States Can Test Medicaid Work Requirements

States Can Test Medicaid Work Requirements

Far from requiring full-time work hours, the new policy states that eligible individuals will spend twenty hours a week in work-related activities, which may include job training or treatment for opioid addiction.

Critics say the rules could mean more Americans are left without health insurance.

The orders would mark a significant shift in how the Medicaid program, government health care for low-income people, is administered.

Seema Verma heads the Centers for Medicare and Medicaid Services, and she announced the new approach on Thursday in Washington, D.C. She says work and community involvement can make a positive difference in people's health.

For close to a year, the administration has signaled an interest in helping states that want to institute work requirements.

Republicans have long wanted to add work requirements to the Medicaid program, which covers almost 75 million low-income children, adults, elderly and disabled Americans.

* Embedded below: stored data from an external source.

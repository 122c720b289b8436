//! Suite driver
//!
//! Walks the selected groups in order. Each step builds, acts on the
//! target, then waits for console output; the first failure anywhere
//! aborts the whole run because later scenarios depend on device state.

use std::fmt;
use std::time::{Duration, Instant};

use colored::Colorize;
use tokio::sync::mpsc;

use super::table::{TestGroup, TestStep};
use crate::common::{Error, Result};
use crate::exec;
use crate::expect::expect;
use crate::runlog::RunLog;

/// Knobs that apply to every step of a run
#[derive(Debug, Clone)]
pub struct SuiteOptions {
    /// Expectation timeout for steps without their own
    pub expect_timeout: Duration,
    /// Per-command limit; `None` waits for commands indefinitely
    pub command_timeout: Option<Duration>,
    /// Skip build commands because images were built beforehand
    pub skip_build: bool,
}

impl Default for SuiteOptions {
    fn default() -> Self {
        Self {
            expect_timeout: Duration::from_secs(10),
            command_timeout: None,
            skip_build: false,
        }
    }
}

/// Part of a step being executed
#[derive(Debug, Clone, Copy, PartialEq, Eq)]
pub enum StepPhase {
    Build,
    Run,
    Expect,
}

impl StepPhase {
    pub fn as_str(&self) -> &'static str {
        match self {
            StepPhase::Build => "build",
            StepPhase::Run => "run",
            StepPhase::Expect => "expect",
        }
    }
}

impl fmt::Display for StepPhase {
    fn fmt(&self, f: &mut fmt::Formatter<'_>) -> fmt::Result {
        f.write_str(self.as_str())
    }
}

/// Where the driver is
#[derive(Debug, Clone, PartialEq, Eq)]
pub enum SuiteState {
    Idle,
    RunningGroup { group: String },
    RunningStep { group: String, step: usize, phase: StepPhase },
    Done,
    Aborted { group: String, step: usize, phase: StepPhase },
}

/// Outcome of a run where everything passed
#[derive(Debug, Clone, PartialEq, Eq)]
pub struct SuiteSummary {
    pub groups_passed: usize,
    pub steps_passed: usize,
    pub elapsed: Duration,
}

/// Sequences groups and steps against one target
pub struct SuiteDriver {
    log: RunLog,
    options: SuiteOptions,
    state: SuiteState,
}

impl SuiteDriver {
    pub fn new(log: RunLog, options: SuiteOptions) -> Self {
        Self {
            log,
            options,
            state: SuiteState::Idle,
        }
    }

    pub fn state(&self) -> &SuiteState {
        &self.state
    }

    /// Give back the run log, e.g. to append a trailer
    pub fn into_log(self) -> RunLog {
        self.log
    }

    /// Run `groups` in order, stopping at the first failure
    ///
    /// The returned error is an [`Error::StepFailed`] naming the group,
    /// step and phase, wrapping the command or expectation error.
    pub async fn run(
        &mut self,
        groups: &[&TestGroup],
        lines: &mut mpsc::Receiver<String>,
    ) -> Result<SuiteSummary> {
        let started = Instant::now();
        let mut steps_passed = 0;

        for group in groups {
            match self.run_group(group, lines).await {
                Ok(steps) => steps_passed += steps,
                Err(e) => {
                    if let SuiteState::RunningStep { group, step, phase } = self.state.clone() {
                        self.state = SuiteState::Aborted { group, step, phase };
                    }
                    tracing::error!("Run aborted: {}", e);
                    println!("    {} {}", "Failed:".red().bold(), e);
                    if let Err(log_err) = self.log.failed(&e).and_then(|()| self.log.flush()) {
                        tracing::warn!(
                            "Failed to record the failure in {}: {}",
                            self.log.path().display(),
                            log_err
                        );
                    }
                    return Err(e);
                }
            }
        }

        self.state = SuiteState::Done;
        self.log.flush()?;

        Ok(SuiteSummary {
            groups_passed: groups.len(),
            steps_passed,
            elapsed: started.elapsed(),
        })
    }

    async fn run_group(
        &mut self,
        group: &TestGroup,
        lines: &mut mpsc::Receiver<String>,
    ) -> Result<usize> {
        self.state = SuiteState::RunningGroup {
            group: group.name.clone(),
        };
        tracing::info!(group = %group.id(), steps = group.steps.len(), "Starting group");
        println!("Running {:?}", group.name);
        self.log.group_start(&group.name)?;

        for (i, step) in group.steps.iter().enumerate() {
            let step_num = i + 1;
            self.run_step(group, step_num, step, lines)
                .await
                .map_err(|e| {
                    let phase = match &self.state {
                        SuiteState::RunningStep { phase, .. } => *phase,
                        _ => StepPhase::Build,
                    };
                    Error::step_failed(&group.name, step_num, phase.as_str(), e)
                })?;
        }

        self.log.group_passed(&group.name)?;
        println!("    {}", "Passed!".green());
        tracing::info!(group = %group.id(), "Group passed");
        Ok(group.steps.len())
    }

    async fn run_step(
        &mut self,
        group: &TestGroup,
        step_num: usize,
        step: &TestStep,
        lines: &mut mpsc::Receiver<String>,
    ) -> Result<()> {
        self.enter(group, step_num, StepPhase::Build);
        if self.options.skip_build {
            for cmd in &step.build {
                self.log.skipped(&cmd.to_string())?;
            }
        } else {
            exec::run_commands(&step.build, &mut self.log, self.options.command_timeout).await?;
        }

        self.enter(group, step_num, StepPhase::Run);
        exec::run_commands(&step.commands, &mut self.log, self.options.command_timeout).await?;

        self.enter(group, step_num, StepPhase::Expect);
        let timeout = step.timeout(self.options.expect_timeout);
        let line = expect(lines, &step.expect, timeout, &mut self.log).await?;

        self.log.passed()?;
        tracing::debug!(group = %group.id(), step = step_num, line = %line, "Step passed");
        Ok(())
    }

    fn enter(&mut self, group: &TestGroup, step: usize, phase: StepPhase) {
        tracing::debug!(group = %group.id(), step, phase = %phase, "Entering phase");
        self.state = SuiteState::RunningStep {
            group: group.name.clone(),
            step,
            phase,
        };
    }
}

#[cfg(test)]
mod tests {
    use super::*;
    use crate::suite::table::TestTable;

    fn driver(dir: &std::path::Path, options: SuiteOptions) -> SuiteDriver {
        SuiteDriver::new(RunLog::create(&dir.join("tests.log")).unwrap(), options)
    }

    fn fast() -> SuiteOptions {
        SuiteOptions {
            expect_timeout: Duration::from_millis(200),
            ..SuiteOptions::default()
        }
    }

    fn read_log(driver: SuiteDriver) -> String {
        let log = driver.into_log();
        let path = log.path().to_path_buf();
        drop(log);
        std::fs::read_to_string(path).unwrap()
    }

    #[tokio::test]
    async fn test_all_steps_pass() {
        let dir = tempfile::tempdir().unwrap();
        let table = TestTable::from_yaml(
            r#"
groups:
  - name: Good RSA
    steps:
      - commands: [["true"]]
        expect: Unable to find bootable image
      - commands: [["true"]]
        expect: Hello World from hello1
"#,
        )
        .unwrap();
        let (tx, mut rx) = mpsc::channel(30);
        for line in ["Unable to find bootable image", "noise", "Hello World from hello1"] {
            tx.send(line.to_string()).await.unwrap();
        }

        let mut driver = driver(dir.path(), fast());
        let groups = table.select(&[]).unwrap();
        let summary = driver.run(&groups, &mut rx).await.unwrap();
        assert_eq!(summary.groups_passed, 1);
        assert_eq!(summary.steps_passed, 2);
        assert_eq!(driver.state(), &SuiteState::Done);

        let log = read_log(driver);
        assert_eq!(log.matches("---- Passed\n").count(), 2);
        assert!(log.contains("---- Group passed: \"Good RSA\""));
    }

    #[tokio::test]
    async fn test_build_failure_skips_rest_of_run() {
        let dir = tempfile::tempdir().unwrap();
        let marker = dir.path().join("flashed");
        let table = TestTable::from_yaml(&format!(
            r#"
groups:
  - name: First
    steps:
      - build: [["false"]]
        commands: [[touch, "{marker}"]]
        expect: never
  - name: Second
    steps:
      - commands: [[touch, "{marker}"]]
        expect: never
"#,
            marker = marker.display()
        ))
        .unwrap();
        let (_tx, mut rx) = mpsc::channel::<String>(30);

        let mut driver = driver(dir.path(), fast());
        let groups = table.select(&[]).unwrap();
        let err = driver.run(&groups, &mut rx).await.unwrap_err();

        assert!(!marker.exists());
        assert!(matches!(err.root(), Error::CommandFailed { .. }));
        assert!(err.to_string().starts_with("First step 1 (build): "));
        assert_eq!(
            driver.state(),
            &SuiteState::Aborted {
                group: "First".to_string(),
                step: 1,
                phase: StepPhase::Build,
            }
        );

        let log = read_log(driver);
        assert!(!log.contains("---- expect:"));
        assert!(!log.contains("Second"));
        assert!(log.contains("---- Failed: First step 1 (build)"));
    }

    #[tokio::test]
    async fn test_timeout_aborts_with_expected_string() {
        let dir = tempfile::tempdir().unwrap();
        let table = TestTable::from_yaml(
            r#"
groups:
  - name: Wrong RSA
    steps:
      - commands: [["true"]]
        expect: Hello World from hello1
      - commands: [["true"]]
        expect: unreachable
"#,
        )
        .unwrap();
        let (tx, mut rx) = mpsc::channel(30);
        tx.send("Hello World from hello2".to_string()).await.unwrap();

        let mut driver = driver(dir.path(), fast());
        let groups = table.select(&[]).unwrap();
        let err = driver.run(&groups, &mut rx).await.unwrap_err();

        assert_eq!(
            err.root().to_string(),
            "timeout, didn't receive expected string: \"Hello World from hello1\""
        );
        assert!(matches!(
            driver.state(),
            SuiteState::Aborted { step: 1, phase: StepPhase::Expect, .. }
        ));
        assert!(!read_log(driver).contains("unreachable"));
    }

    #[cfg(target_os = "linux")]
    #[tokio::test]
    async fn test_step_failure_survives_run_log_write_error() {
        // Writes to /dev/full fail with ENOSPC once the buffer is flushed.
        let log = RunLog::create(std::path::Path::new("/dev/full")).unwrap();
        let table = TestTable {
            groups: vec![TestGroup {
                name: "Good RSA".to_string(),
                short_name: None,
                steps: vec![TestStep {
                    build: Vec::new(),
                    commands: vec![crate::suite::CommandVector::new(Vec::<String>::new())],
                    expect: "never".to_string(),
                    timeout_secs: None,
                }],
            }],
        };
        let (_tx, mut rx) = mpsc::channel::<String>(30);

        let mut driver = SuiteDriver::new(log, fast());
        let groups = table.select(&[]).unwrap();
        let err = driver.run(&groups, &mut rx).await.unwrap_err();
        assert!(matches!(err.root(), Error::EmptyCommand), "{err}");
        assert!(err.to_string().starts_with("Good RSA step 1 (run): "));
    }

    #[tokio::test]
    async fn test_prebuilt_skips_build_commands() {
        let dir = tempfile::tempdir().unwrap();
        let table = TestTable::from_yaml(
            r#"
groups:
  - name: Overwrite
    steps:
      - build: [["false"]]
        commands: [["true"]]
        expect: Hello World from hello2
"#,
        )
        .unwrap();
        let (tx, mut rx) = mpsc::channel(30);
        tx.send("Hello World from hello2".to_string()).await.unwrap();

        let mut driver = driver(
            dir.path(),
            SuiteOptions {
                skip_build: true,
                ..fast()
            },
        );
        let groups = table.select(&[]).unwrap();
        driver.run(&groups, &mut rx).await.unwrap();
        assert!(read_log(driver).contains("---- Skip (prebuilt): [false]"));
    }

    #[tokio::test]
    async fn test_step_timeout_override() {
        let dir = tempfile::tempdir().unwrap();
        let table = TestTable::from_yaml(
            r#"
groups:
  - name: Slow boot
    steps:
      - commands: [["true"]]
        expect: booted
        timeout_secs: 5
"#,
        )
        .unwrap();
        let (tx, mut rx) = mpsc::channel(30);
        tokio::spawn(async move {
            tokio::time::sleep(Duration::from_millis(500)).await;
            let _ = tx.send("booted".to_string()).await;
        });

        // The run default (200ms) alone would miss the line.
        let mut driver = driver(dir.path(), fast());
        let groups = table.select(&[]).unwrap();
        driver.run(&groups, &mut rx).await.unwrap();
    }
}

Kaiser polling previous year found that 70 percent of the public support allowing states to impose work requirements on Medicaid recipients, even as most people in the USA were against deep Medicaid cuts sought by congressional Republicans and the Trump administration.

States must also fully comply with federal disability and civil rights laws and ensure that all individuals with disabilities have the necessary protections to ensure that they are not inappropriately denied coverage.

Arizona, Arkansas, Indiana, Kansas, Kentucky, Maine, New Hampshire, North Carolina, Utah and Wisconsin already filed applications to add the work requirements, according to NPR. OH has previously proposed a similar requirement, which was rejected by the Obama administration.

According to government statistics, 60 percent of non-disabled, working-age adults having a job, while almost 80 percent live with families that have at least one member in the labor force. Most who are not report reasons such as illness, caring for a family member or attending college. South Dakota's governor said in his State of the State address Tuesday that he would also look to require certain recipients to work.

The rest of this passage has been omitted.